In general, training of a deep learning model requires extracting a corresponding relationship between event labels and data to train the model, so as to classify input new data to obtain corresponding event labels, and a large amount of labeled data is often required to train the model. In the classification algorithm for motor imagery, the electroencephalogram data of a patient are difficult to acquire, the effective data volume is small, and a high-quality model is difficult to train. Meanwhile, the individual difference of the electroencephalogram signals and the difference between individuals are large, namely the difference of the electroencephalogram signal characteristics of different individuals and the difference of the electroencephalogram signals of the same individual along with the propulsion of training are large, so that the classification performance is poor, and the accuracy of model training is further influenced.

Disclosure of Invention

The invention aims to solve the technical problem of providing a brain-controlled hybrid intelligent rehabilitation method based on a novel deep learning model, which can realize human-computer hybrid intelligent rehabilitation training.

The technical scheme adopted by the invention is as follows: a brain-controlled hybrid intelligent rehabilitation method based on a novel deep learning model comprises the steps of firstly obtaining motor imagery electroencephalogram signals of a tested person through a brain-computer interface formed by an electrode cap and portable electroencephalogram signal acquisition equipment, and decoding the motor intention of the tested person through a decoding model; controlling rehabilitation equipment to assist the testee in limb movement according to the movement intention of the testee; the decoding model is obtained by training a deep learning model by a training data set, and is continuously updated to adapt to the electroencephalogram characteristic change of the testee along with the promotion of rehabilitation training of the testee; the training data set is derived from a motor imagery database, and the motor imagery database is used for storing collected electroencephalogram signal samples of a testee and carrying out time identification and marking of action labels.

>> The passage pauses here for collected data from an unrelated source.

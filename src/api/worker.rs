//! Worker REST endpoints: runs analyses locally behind a [`BoundedQueue`].

use std::sync::{Arc, Mutex, MutexGuard};

use axum::{
    Json, Router,
    extract::{Path, State, rejection::JsonRejection},
    http::StatusCode,
    response::{IntoResponse, Response},
    routing::{get, post},
};
use chrono::Utc;
use serde_json::{Value, json};
use tower_http::cors::CorsLayer;
use tracing::{info, warn};
use uuid::Uuid;

use super::{ApiError, attach_request_id, parse_request};
use crate::config::WorkerConfig;
use crate::error::{ExecutorError, QueueError};
use crate::executor::AnalysisExecutor;
use crate::model::{AnalysisRequest, normalize_target};
use crate::queue::BoundedQueue;

type Running = Arc<Mutex<Vec<(Uuid, Value)>>>;

/// Application state shared across worker handlers.
#[derive(Clone)]
pub struct WorkerState {
    pub worker_id: String,
    pub queue: Arc<BoundedQueue<Value, ExecutorError>>,
    pub executor: Arc<dyn AnalysisExecutor>,
    /// Analyses currently executing, oldest first.
    running: Running,
}

impl WorkerState {
    pub fn new(config: &WorkerConfig, executor: Arc<dyn AnalysisExecutor>) -> Self {
        Self {
            worker_id: config.worker_id.clone(),
            queue: BoundedQueue::new(config.queue.clone()),
            executor,
            running: Arc::new(Mutex::new(Vec::new())),
        }
    }

    fn current_analysis(&self) -> Option<Value> {
        lock(&self.running).first().map(|(_, v)| v.clone())
    }
}

fn lock(running: &Running) -> MutexGuard<'_, Vec<(Uuid, Value)>> {
    running.lock().unwrap_or_else(|poisoned| poisoned.into_inner())
}

/// Marks an analysis as running until dropped, including on panic.
struct RunningGuard {
    id: Uuid,
    running: Running,
}

impl RunningGuard {
    fn enter(running: &Running, request: &AnalysisRequest) -> Self {
        let id = Uuid::new_v4();
        let summary = json!({
            "url": request.target,
            "deviceType": request.mode,
            "startTime": Utc::now(),
        });
        lock(running).push((id, summary));
        Self {
            id,
            running: Arc::clone(running),
        }
    }
}

impl Drop for RunningGuard {
    fn drop(&mut self) {
        lock(&self.running).retain(|(id, _)| *id != self.id);
    }
}

/// Build the worker router.
pub fn worker_routes(state: WorkerState) -> Router {
    Router::new()
        .route("/health", get(health))
        .route("/api/analyze", post(analyze))
        .route("/api/queue-stats", get(queue_stats))
        .route("/api/queue-position/{id}", get(queue_position))
        .layer(CorsLayer::permissive())
        .with_state(state)
}

fn rejection(err: QueueError<ExecutorError>, worker_id: &str, stats: Value) -> ApiError {
    let code = err.code();
    match err {
        QueueError::Full { stats } => ApiError::new(
            StatusCode::TOO_MANY_REQUESTS,
            json!({ "error": code, "message": "Queue is full, please try again later", "queueStats": stats }),
        ),
        QueueError::Timeout {
            request_id,
            waited,
        } => ApiError::new(
            StatusCode::GATEWAY_TIMEOUT,
            json!({
                "error": code,
                "message": format!("Request timed out after {}ms in queue", waited.as_millis()),
                "queueStats": stats,
            }),
        )
        .with_request_id(request_id),
        QueueError::Task(e) => ApiError::new(
            StatusCode::INTERNAL_SERVER_ERROR,
            json!({ "error": "AnalysisFailed", "details": e.to_string(), "workerId": worker_id }),
        ),
        other @ (QueueError::Panicked { .. } | QueueError::Closed { .. }) => ApiError::new(
            StatusCode::INTERNAL_SERVER_ERROR,
            json!({ "error": "AnalysisFailed", "details": other.to_string(), "workerId": worker_id }),
        ),
    }
}

// ── Health ──────────────────────────────────────────────────────────────

async fn health(State(state): State<WorkerState>) -> impl IntoResponse {
    let busy = state.queue.active_count().await > 0;
    Json(json!({
        "status": "ok",
        "workerId": state.worker_id,
        "busy": busy,
        "currentAnalysis": state.current_analysis(),
        "timestamp": Utc::now(),
    }))
}

// ── Analysis ────────────────────────────────────────────────────────────

async fn analyze(
    State(state): State<WorkerState>,
    body: Result<Json<AnalysisRequest>, JsonRejection>,
) -> Result<Response, ApiError> {
    let mut request = parse_request(body)?;
    request.target = normalize_target(&request.target)?;

    info!(worker_id = %state.worker_id, url = %request.target, mode = %request.mode, "Analysis requested");

    let task = {
        let executor = Arc::clone(&state.executor);
        let running = Arc::clone(&state.running);
        let request = request.clone();
        async move {
            let _guard = RunningGuard::enter(&running, &request);
            executor.run(&request).await
        }
    };

    let timeout = state.queue.config().queue_timeout;
    let ticket = match state.queue.admit(task, timeout).await {
        Ok(ticket) => ticket,
        Err(e) => {
            let stats = json!(state.queue.stats().await);
            return Err(rejection(e, &state.worker_id, stats));
        }
    };
    let request_id = ticket.request_id().to_string();

    match ticket.outcome().await {
        Ok(report) => {
            info!(worker_id = %state.worker_id, url = %request.target, "Analysis completed");
            let mut response = (
                StatusCode::OK,
                Json(json!({
                    "url": request.target,
                    "deviceType": request.mode,
                    "timestamp": Utc::now(),
                    "workerId": state.worker_id,
                    "report": report,
                })),
            )
                .into_response();
            attach_request_id(&mut response, Some(&request_id));
            Ok(response)
        }
        Err(e) => {
            warn!(worker_id = %state.worker_id, url = %request.target, error = %e, "Analysis failed");
            let stats = json!(state.queue.stats().await);
            Err(rejection(e, &state.worker_id, stats).with_request_id(request_id))
        }
    }
}

// ── Queue introspection ─────────────────────────────────────────────────

async fn queue_stats(State(state): State<WorkerState>) -> impl IntoResponse {
    Json(state.queue.stats().await)
}

async fn queue_position(
    State(state): State<WorkerState>,
    Path(id): Path<String>,
) -> impl IntoResponse {
    match state.queue.position(&id).await {
        Some(position) => (StatusCode::OK, Json(json!(position))),
        None => (
            StatusCode::NOT_FOUND,
            Json(json!({"error": "Request not found in queue"})),
        ),
    }
}
//! Single-process admission control.
//!
//! - [`bounded`]: [`BoundedQueue`] caps concurrent tasks, queues the rest FIFO
//!   with capacity and wait-timeout limits, reports position and ETA.

pub mod bounded;

pub use bounded::{Admission, BoundedQueue, Ticket};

The deep learning model trained by the training data set comprises the following steps:

1) taking the current day as a reference, acquiring a historical electroencephalogram of the testee and determining electroencephalogram signal samples corresponding to the testee;

2) determining time identification information and label information of electroencephalogram signal samples to construct a training data set;

3) respectively confirming a plurality of sub-loss functions based on a plurality of corresponding relations in the training data set, and determining a final model loss function through weighted combination, wherein the plurality of corresponding relations in the training data set are EEG signal samples of each day and motor imagery action labels corresponding to the EEG signal samples;

4) constructing a deep learning model based on the model loss function and initializing;

5) taking the training data set as input and the motor imagery action label as output, optimizing parameters of the deep learning model through a minimization loss function to obtain a final decoding model, wherein the decoding model is used for decoding the electroencephalogram signal sample on the same day;

6) storing the current day electroencephalogram into a motor imagery database;

7) repeating the steps 1) to 6) on the basis of the following day, and updating the decoding model and the motor imagery database.

The electroencephalogram signal sample in the step 1) comprises electroencephalogram signal records of a subject lasting for multiple days, and when the historical electroencephalogram information of the subject is insufficient, the electroencephalogram information of other subjects is supplemented so as to supplement data.

The training data set in the step 2) comprises electroencephalogram signal samples, time identification information of the samples and label information; the time identification information is the number of acquisition days of the electroencephalogram sample, wherein the time identifications of the electroencephalogram information of other supplemented testees are uniformly defined as the total number of acquisition days of the electroencephalogram sample; the label information is the movement intention of the testee corresponding to the electroencephalogram sample; and then, filtering and channel optimization preprocessing are carried out on the multichannel electroencephalogram samples to obtain a pure training data set, and the moving labels are converted into one-hot codes for deep learning model training.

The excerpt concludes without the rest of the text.